Traditional keyword research asks which phrases people type into Google and how many people type them. Research for answer engine optimization (AEO) asks something different: what do your customers actually ask AI? People don't feed ChatGPT two-word keywords. They ask full questions with context — "I run a 12-person landscaping company and keep losing track of quotes, what software should I use?" There is no search-volume report for that sentence. But if your website answers it clearly, you're the source the engine quotes. This playbook covers where to find those questions and how to turn a raw list into a content plan.

Why is AEO keyword research really question research?

Because answer engines answer questions, not keywords — so the unit of research has to be the question. A keyword like "commercial hvac maintenance" tells you a topic exists. The questions behind it — "how often should a rooftop unit be serviced?", "what does a commercial HVAC maintenance contract cost?", "is a maintenance contract worth it for a small restaurant?" — tell you exactly what pages to build and what each page must say in its first paragraph.

This also changes what "good data" looks like. Conversational questions are long, specific, and individually rare, so most show little or no measurable search volume. That's not a weakness; it's the point. Volume tools measure typed searches, not conversations with AI. Your job is to collect real question phrasings from real people, not to sort a keyword list by a volume column.

How do you mine sales calls and support tickets for questions?

Start here, because this is the highest-signal source you own: actual customers asking in their own words, with their own vocabulary and their own anxieties. Nothing you scrape from the web beats it.

  • Sales calls and demos. Go through your last 20–50 call recordings or transcripts and copy out every question a prospect asked, verbatim. Pre-sale questions ("do you work with companies our size?", "how long does onboarding take?") are the ones people now ask AI before they ever contact you.
  • Support tickets and chat logs. Export a few months of tickets and tag the questions. Post-sale questions ("how do I…", "why isn't… working") map to help content that engines cite when someone asks AI to troubleshoot.
  • Objections are questions in disguise. "We're already using X" really means "how is this different from X?" — a comparison question you should answer on your own site before an engine answers it using someone else's.
  • Keep the exact phrasing.

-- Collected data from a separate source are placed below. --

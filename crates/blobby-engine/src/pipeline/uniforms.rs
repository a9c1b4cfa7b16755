use bytemuck::{Pod, Zeroable};

use crate::camera::Camera;

use super::config::Tunables;

/// Per-frame uniform block shared by every pass. Matches `Frame` in the WGSL
/// sources.
#[repr(C)]
#[derive(Debug, Copy, Clone, PartialEq, Pod, Zeroable)]
pub struct FrameUniforms {
    pub mvp: [[f32; 4]; 4],
    pub mvp_inv: [[f32; 4]; 4],
    pub view: [[f32; 4]; 4],
    pub view_inv: [[f32; 4]; 4],
    pub projection: [[f32; 4]; 4],
    /// width, height, 1/width, 1/height
    pub screen: [f32; 4],
    /// time, radius scale, smoothing, interpolation
    pub params: [f32; 4],
    /// capacity, view mode, primitive count, unused
    pub config: [u32; 4],
    /// rgb, unused
    pub background: [f32; 4],
}

const _: () = assert!(std::mem::size_of::<FrameUniforms>() == 384);

/// Inputs gathered by the pipeline when encoding a frame.
#[derive(Debug, Copy, Clone)]
pub struct FrameInputs<'a> {
    pub camera: &'a Camera,
    pub tunables: &'a Tunables,
    pub time: f32,
    pub width: u32,
    pub height: u32,
    pub capacity: u32,
    pub primitive_count: u32,
    pub background: [f32; 3],
}

impl FrameUniforms {
    pub fn new(inputs: &FrameInputs<'_>) -> Self {
        let cam = inputs.camera;
        let t = inputs.tunables;
        let (w, h) = (inputs.width.max(1) as f32, inputs.height.max(1) as f32);
        let [r, g, b] = inputs.background;

        Self {
            mvp: cam.mvp().to_cols_array_2d(),
            mvp_inv: cam.mvp_inverse().to_cols_array_2d(),
            view: cam.view().to_cols_array_2d(),
            view_inv: cam.view_inverse().to_cols_array_2d(),
            projection: cam.projection().to_cols_array_2d(),
            screen: [w, h, 1.0 / w, 1.0 / h],
            params: [inputs.time, t.radius_scale(), t.smoothing(), t.interpolation()],
            config: [inputs.capacity, t.view_mode.code(), inputs.primitive_count, 0],
            background: [r, g, b, 1.0],
        }
    }
}

#[cfg(test)]
mod tests {
    use super::*;
    use crate::pipeline::ViewMode;

    #[test]
    fn packs_tunables_and_screen() {
        let camera = Camera::default();
        let mut tunables = Tunables::default();
        tunables.set_smoothing(2.0);
        tunables.view_mode = ViewMode::ListCount;

        let u = FrameUniforms::new(&FrameInputs {
            camera: &camera,
            tunables: &tunables,
            time: 3.0,
            width: 200,
            height: 100,
            capacity: 8,
            primitive_count: 10,
            background: [0.2, 0.3, 0.3],
        });

        assert_eq!(u.screen, [200.0, 100.0, 0.005, 0.01]);
        assert_eq!(u.params, [3.0, 1.5, 2.0, 0.0]);
        assert_eq!(u.config, [8, 3, 10, 0]);
        assert_eq!(u.mvp, camera.mvp().to_cols_array_2d());
        assert_eq!(bytemuck::bytes_of(&u).len(), 384);
    }
}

Customers say "get out of my lease," not "lease termination options." Engines match meaning, but pages written in customer language read as more direct answers — and they're easier to quote.

Tally how often each question appears. A question three separate customers asked this quarter outranks anything a tool suggests.

What can you learn by asking the engines themselves?

A lot — this is the most underused research method in AEO. Take your customers' problems, type them into ChatGPT, Perplexity, Gemini, and Copilot the way a customer would, and study what comes back:

  • Who gets cited. Perplexity and Copilot show sources inline; ChatGPT and Gemini cite when they browse. The sites being quoted are your real AEO competitors — often not the same sites that outrank you in classic Google results.
  • What the answer gets wrong or leaves thin. A vague, generic, or outdated answer is an open opportunity: publish the specific, current version and you become the better source.
  • The follow-up questions. Perplexity's related questions and ChatGPT's suggested follow-ups are the engine telling you what people ask next. Those are the sub-questions your page should cover as sections.
  • Whether you appear at all. Ask "who are the best [your category] in [your city]?" and "is [your brand] legitimate?" If you're absent or misdescribed, that's your priority list.

Run these prompts in a fresh session (logged out or with history off where possible) so personalization doesn't skew the answers, and repeat them monthly — answers shift as models and indexes update.

Do People Also Ask and autocomplete still matter?

Yes. Google's People Also Ask boxes are a running log of real question phrasings around a topic, and Google's AI Overviews draw on the same understanding of what people ask. Search your core topics, expand a few PAA entries (each click loads more), and harvest every question that fits your business. Autocomplete works the same way: type stems like "is [your service] worth", "how much does [service] cost", "can you [outcome] without" and record what Google and Bing suggest. It's crude, it's free, and it surfaces phrasings your sales calls never will — the questions people ask before they know your category exists.

How do you find competitor FAQ gaps?

List every question your top three to five competitors answer on their FAQ, help, and blog pages, then compare it against your mined list. Two gaps matter:

  1. Questions they answer and you don't. If engines are already citing a competitor's answer, you need a page that answers the same question more specifically — with numbers, timelines, and named specifics a model can quote.
  2. Questions nobody answers. Cross-reference your call and ticket mining: the questions real customers ask that no competitor addresses are the cheapest citations available. You're not fighting anyone for them.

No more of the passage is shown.